Pirate Bay Founders Get Jail Time

by mattdentler | April 17, 2009 3:04 AM
1 Comment

The four men behind popular P2P/illegal download service Pirate Bay were found guilty today in a Swedish court (where they are based). The men - Frederik Neij, Gottfrid Svartholm Warg, Carl Lundstrom and Peter Sunde - were each sentenced to a year in prison as well as ordered to pay damages of 30 million kronor ($3.54 million). Billboard reports on the Pirate Bay news:

The court found the defendants guilty of making 33 specific files accessible for illegal P2P file-sharing. It ordered that damages must be paid to companies including all the major [record labels] and film studios MGM and 20th Century Fox.

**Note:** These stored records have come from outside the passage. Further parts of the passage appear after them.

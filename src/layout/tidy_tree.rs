//! Buchheim-Junger-Leipert tidy tree layout algorithm.
//!
//! Implements the O(n) algorithm from "Improving Walker's Algorithm to Run in
//! Linear Time" (Buchheim, Junger, Leipert, 2002) over the visible part of a
//! [`Hierarchy`]: children of collapsed nodes are left out before the walk.
//!
//! # Algorithm Overview
//!
//! 1. **First walk (bottom-up):** Assign preliminary x-coordinates by merging
//!    subtree contours. Threads give O(1) amortized contour traversal.
//! 2. **Second walk (top-down):** Apply accumulated modifiers to turn
//!    preliminary x-coordinates into relative positions.
//! 3. **Fit:** Scale the relative positions so the outermost nodes sit half a
//!    separation unit inside `[0, extent]`; `y = depth * depth_spacing`.
//!
//! Siblings keep table order, so an earlier child always gets a smaller `x`.
//! Leftmost/rightmost ties during the fit resolve to the first node in
//! pre-order.

use std::collections::HashMap;

use crate::hierarchy::{Hierarchy, NodeIndex};
use crate::render::Position;

/// Configuration for the tidy tree layout.
#[derive(Debug, Clone)]
pub struct TidyTreeConfig {
    /// Separation units between nodes sharing a parent.
    pub sibling_separation: f32,
    /// Separation units between neighbouring nodes with different parents.
    pub cousin_separation: f32,
    /// Distance between tree levels.
    pub depth_spacing: f32,
}

impl Default for TidyTreeConfig {
    fn default() -> Self {
        Self {
            sibling_separation: 1.0,
            cousin_separation: 2.0,
            depth_spacing: 180.0,
        }
    }
}

/// Internal node data used during the Buchheim algorithm.
#[derive(Debug)]
struct LayoutNode {
    /// Node in the hierarchy.
    node: NodeIndex,
    /// Depth in the tree (root = 0).
    depth: u32,
    /// Parent layout index (None for root).
    parent: Option<usize>,
    /// Visible children in table order.
    children: Vec<usize>,
    /// Left-to-right index among siblings.
    number: usize,
    /// Preliminary x-coordinate.
    prelim: f32,
    /// Subtree shift, accumulated in the first walk and applied in the second.
    modifier: f32,
    /// Contour thread for nodes without children.
    thread: Option<usize>,
    /// Greatest distinct ancestor pointer used by apportion.
    ancestor: usize,
    /// Default ancestor for this node's children while they are walked.
    default_ancestor: Option<usize>,
    /// Pending shift for even spacing of intermediate children.
    shift: f32,
    /// Pending change for even spacing of intermediate children.
    change: f32,
}

/// A visible node with its computed position.
#[derive(Debug, Clone, PartialEq)]
pub struct PlacedNode {
    pub node: NodeIndex,
    pub parent: Option<NodeIndex>,
    pub depth: u32,
    pub position: Position,
}

/// Result of a layout pass: visible nodes in pre-order.
#[derive(Debug, Clone, Default)]
pub struct TreeLayout {
    nodes: Vec<PlacedNode>,
    slot_of: HashMap<NodeIndex, usize>,
}

impl TreeLayout {
    fn new(nodes: Vec<PlacedNode>) -> Self {
        let slot_of = nodes.iter().enumerate().map(|(i, n)| (n.node, i)).collect();
        Self { nodes, slot_of }
    }

    pub fn nodes(&self) -> &[PlacedNode] {
        &self.nodes
    }

    pub fn get(&self, node: NodeIndex) -> Option<&PlacedNode> {
        self.slot_of.get(&node).map(|&i| &self.nodes[i])
    }

    pub fn position_of(&self, node: NodeIndex) -> Option<Position> {
        self.get(node).map(|n| n.position)
    }

    /// Parent→child pairs, one per non-root visible node.
    pub fn links(&self) -> impl Iterator<Item = (&PlacedNode, &PlacedNode)> + '_ {
        self.nodes
            .iter()
            .filter_map(|child| Some((self.get(child.parent?)?, child)))
    }

    pub fn len(&self) -> usize {
        self.nodes.len()
    }

    pub fn is_empty(&self) -> bool {
        self.nodes.is_empty()
    }
}

/// The tidy tree layout engine.
pub struct TidyTreeLayout {
    config: TidyTreeConfig,
}

impl TidyTreeLayout {
    /// Create a new tidy tree layout with the given configuration.
    pub fn new(config: TidyTreeConfig) -> Self {
        Self { config }
    }

    /// Create a tidy tree layout with default configuration.
    pub fn with_defaults() -> Self {
        Self::new(TidyTreeConfig::default())
    }

    /// Compute positions for every visible node.
    ///
    /// # Arguments
    ///
    /// * `hierarchy` - The tree to lay out
    /// * `extent` - Space available across siblings
    /// * `is_expanded` - Whether a node's children are shown
    pub fn compute(
        &self,
        hierarchy: &Hierarchy,
        extent: f32,
        is_expanded: impl Fn(NodeIndex) -> bool,
    ) -> TreeLayout {
        let mut layout_nodes = Self::build_layout_tree(hierarchy, &is_expanded);

        self.first_walk(&mut layout_nodes);
        let relative_x = Self::second_walk(&mut layout_nodes);

        // Fit the relative positions into [0, extent].
        let mut left = 0;
        let mut right = 0;
        for (i, &x) in relative_x.iter().enumerate() {
            if x < relative_x[left] {
                left = i;
            }
            if x > relative_x[right] {
                right = i;
            }
        }
        let tx = self.separation(left, right, &layout_nodes) / 2.0 - relative_x[left];
        let span = relative_x[right] + self.separation(right, left, &layout_nodes) / 2.0 + tx;
        let kx = if span > 0.0 { extent / span } else { 0.0 };

        let placed = layout_nodes
            .iter()
            .zip(&relative_x)
            .map(|(node, &x)| PlacedNode {
                node: node.node,
                parent: node.parent.map(|p| layout_nodes[p].node),
                depth: node.depth,
                position: Position::new(
                    (x + tx) * kx,
                    node.depth as f32 * self.config.depth_spacing,
                ),
            })
            .collect();

        TreeLayout::new(placed)
    }

    /// Build the layout arena in pre-order, skipping children of collapsed nodes.
    ///
    /// Walks with an explicit stack so deep chains cannot exhaust the call
    /// stack. Children are popped in table order, so each parent's child list
    /// ends up in table order too.
    fn build_layout_tree(
        hierarchy: &Hierarchy,
        is_expanded: &impl Fn(NodeIndex) -> bool,
    ) -> Vec<LayoutNode> {
        let mut layout_nodes: Vec<LayoutNode> = Vec::with_capacity(hierarchy.len());
        let mut stack = vec![(hierarchy.root(), None, 0)];

        while let Some((node, parent, number)) = stack.pop() {
            let layout_idx = layout_nodes.len();
            layout_nodes.push(LayoutNode {
                node,
                depth: hierarchy.node(node).depth,
                parent,
                children: Vec::new(),
                number,
                prelim: 0.0,
                modifier: 0.0,
                thread: None,
                ancestor: layout_idx,
                default_ancestor: None,
                shift: 0.0,
                change: 0.0,
            });
            if let Some(p) = parent {
                layout_nodes[p].children.push(layout_idx);
            }

            if is_expanded(node) {
                let children = hierarchy.children(node);
                stack.extend(
                    children
                        .iter()
                        .enumerate()
                        .rev()
                        .map(|(i, &child)| (child, Some(layout_idx), i)),
                );
            }
        }

        layout_nodes
    }

    /// Separation units between two nodes.
    fn separation(&self, a: usize, b: usize, nodes: &[LayoutNode]) -> f32 {
        if nodes[a].parent == nodes[b].parent {
            self.config.sibling_separation
        } else {
            self.config.cousin_separation
        }
    }

    fn left_sibling(v: usize, nodes: &[LayoutNode]) -> Option<usize> {
        let parent = nodes[v].parent?;
        let number = nodes[v].number;
        (number > 0).then(|| nodes[parent].children[number - 1])
    }

    /// Buchheim first walk: bottom-up assignment of preliminary x-coordinates.
    ///
    /// Visits nodes in left-to-right post-order, so every subtree is placed
    /// before its right siblings are apportioned against it.
    fn first_walk(&self, nodes: &mut [LayoutNode]) {
        let mut stack = vec![(0, false)];
        while let Some((v, children_done)) = stack.pop() {
            if children_done {
                self.place(v, nodes);
            } else {
                stack.push((v, true));
                stack.extend(
                    nodes[v]
                        .children
                        .iter()
                        .rev()
                        .map(|&child| (child, false)),
                );
            }
        }
    }

    /// First-walk step for `v` once all its children are placed.
    fn place(&self, v: usize, nodes: &mut [LayoutNode]) {
        let children = nodes[v].children.clone();
        let left_sibling = Self::left_sibling(v, nodes);
        if let (Some(&first), Some(&last)) = (children.first(), children.last()) {
            Self::execute_shifts(v, nodes);
            let midpoint = (nodes[first].prelim + nodes[last].prelim) / 2.0;
            match left_sibling {
                Some(w) => {
                    nodes[v].prelim = nodes[w].prelim + self.separation(v, w, nodes);
                    nodes[v].modifier = nodes[v].prelim - midpoint;
                }
                None => nodes[v].prelim = midpoint,
            }
        } else if let Some(w) = left_sibling {
            nodes[v].prelim = nodes[w].prelim + self.separation(v, w, nodes);
        }

        if let Some(parent) = nodes[v].parent {
            let default_ancestor = nodes[parent]
                .default_ancestor
                .unwrap_or(nodes[parent].children[0]);
            let next = self.apportion(v, left_sibling, default_ancestor, nodes);
            nodes[parent].default_ancestor = Some(next);
        }
    }

    /// Next node on the left contour of a subtree.
    fn next_left(v: usize, nodes: &[LayoutNode]) -> Option<usize> {
        nodes[v].children.first().copied().or(nodes[v].thread)
    }

    /// Next node on the right contour of a subtree.
    fn next_right(v: usize, nodes: &[LayoutNode]) -> Option<usize> {
        nodes[v].children.last().copied().or(nodes[v].thread)
    }

    /// Apportion: push `v`'s subtree clear of the subtrees to its left.
    /// This is the core of Buchheim's linear-time improvement over Walker's algorithm.
    fn apportion(
        &self,
        v: usize,
        left_sibling: Option<usize>,
        mut default_ancestor: usize,
        nodes: &mut [LayoutNode],
    ) -> usize {
        let Some(w) = left_sibling else {
            return default_ancestor;
        };
        let Some(parent) = nodes[v].parent else {
            return default_ancestor;
        };

        // "right" contours belong to v's subtree, "left" contours to the
        // forest of siblings before it; the inner ones face each other.
        let mut v_inner_right = v;
        let mut v_outer_right = v;
        let mut v_inner_left = w;
        let mut v_outer_left = nodes[parent].children[0];

        let mut s_inner_right = nodes[v_inner_right].modifier;
        let mut s_outer_right = nodes[v_outer_right].modifier;
        let mut s_inner_left = nodes[v_inner_left].modifier;
        let mut s_outer_left = nodes[v_outer_left].modifier;

        let mut next_inner_left = Self::next_right(v_inner_left, nodes);
        let mut next_inner_right = Self::next_left(v_inner_right, nodes);

        while let (Some(il), Some(ir)) = (next_inner_left, next_inner_right) {
            v_inner_left = il;
            v_inner_right = ir;
            v_outer_left = Self::next_left(v_outer_left, nodes).unwrap_or(v_outer_left);
            v_outer_right = Self::next_right(v_outer_right, nodes).unwrap_or(v_outer_right);
            nodes[v_outer_right].ancestor = v;

            let shift = (nodes[v_inner_left].prelim + s_inner_left)
                - (nodes[v_inner_right].prelim + s_inner_right)
                + self.separation(v_inner_left, v_inner_right, nodes);

            if shift > 0.0 {
                let ancestor = Self::ancestor(v_inner_left, v, default_ancestor, nodes);
                Self::move_subtree(ancestor, v, shift, nodes);
                s_inner_right += shift;
                s_outer_right += shift;
            }

            s_inner_left += nodes[v_inner_left].modifier;
            s_inner_right += nodes[v_inner_right].modifier;
            s_outer_left += nodes[v_outer_left].modifier;
            s_outer_right += nodes[v_outer_right].modifier;

            next_inner_left = Self::next_right(v_inner_left, nodes);
            next_inner_right = Self::next_left(v_inner_right, nodes);
        }

        // Set threads where one side ran out before the other.
        if let Some(il) = next_inner_left {
            if Self::next_right(v_outer_right, nodes).is_none() {
                nodes[v_outer_right].thread = Some(il);
                nodes[v_outer_right].modifier += s_inner_left - s_outer_right;
            }
        }
        if let Some(ir) = next_inner_right {
            if Self::next_left(v_outer_left, nodes).is_none() {
                nodes[v_outer_left].thread = Some(ir);
                nodes[v_outer_left].modifier += s_inner_right - s_outer_left;
                default_ancestor = v;
            }
        }

        default_ancestor
    }

    /// The sibling of `v` whose subtree contains `v_inner_left`, or the default.
    fn ancestor(
        v_inner_left: usize,
        v: usize,
        default_ancestor: usize,
        nodes: &[LayoutNode],
    ) -> usize {
        let candidate = nodes[v_inner_left].ancestor;
        if nodes[candidate].parent == nodes[v].parent {
            candidate
        } else {
            default_ancestor
        }
    }

    /// Shift subtree `wr` right by `shift`, spreading the gap over the
    /// siblings between `wl` and `wr`.
    fn move_subtree(wl: usize, wr: usize, shift: f32, nodes: &mut [LayoutNode]) {
        let subtrees = (nodes[wr].number - nodes[wl].number).max(1) as f32;
        let change = shift / subtrees;

        nodes[wr].change -= change;
        nodes[wr].shift += shift;
        nodes[wl].change += change;
        nodes[wr].prelim += shift;
        nodes[wr].modifier += shift;
    }

    /// Execute accumulated shifts for children of node v.
    fn execute_shifts(v: usize, nodes: &mut [LayoutNode]) {
        let children = nodes[v].children.clone();
        let mut shift = 0.0f32;
        let mut change = 0.0f32;

        for &child in children.iter().rev() {
            nodes[child].prelim += shift;
            nodes[child].modifier += shift;
            change += nodes[child].change;
            shift += nodes[child].shift + change;
        }
    }

    /// Second walk: apply accumulated modifiers to get relative x-coordinates.
    ///
    /// The arena is in pre-order, so a parent's modifier is final before any
    /// of its children are visited.
    fn second_walk(nodes: &mut [LayoutNode]) -> Vec<f32> {
        let root_prelim = nodes[0].prelim;
        let mut relative_x = vec![0.0f32; nodes.len()];

        for v in 0..nodes.len() {
            let parent_modifier = match nodes[v].parent {
                Some(p) => nodes[p].modifier,
                None => -root_prelim,
            };
            relative_x[v] = nodes[v].prelim + parent_modifier;
            nodes[v].modifier += parent_modifier;
        }

        relative_x
    }
}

"The trial of the operators of the Pirate Bay was about defending the rights of creators, confirming the illegality of the service and creating a fair environment for legal music services that respect the rights of the creative community," said IFPI chairman and CEO John Kennedy in a statement. "Today's verdict is the right outcome on all three counts. The court has also handed down a strong deterrent sentence that reflects the seriousness of the crimes committed. This is good news for everyone, in Sweden and internationally, who is making a living or a business from creative activity and who needs to know their rights will protected by law."

1 Comment

  • zxcvb | April 17, 2009 7:18 AMReply

    That kinda sucks. The nature of copyright monopolies (which is what they are) seriously needs to be reevaluated. At the very least, studios have to know that these scare tactics will not work. People will find a way to file-share regardless of whether a single entity goes down -- which it hasn't in this case as Pirate Bay is still operational at the moment. Adapt or die out -- newspapers refused to change and now look at them. Copyright monopolies are next.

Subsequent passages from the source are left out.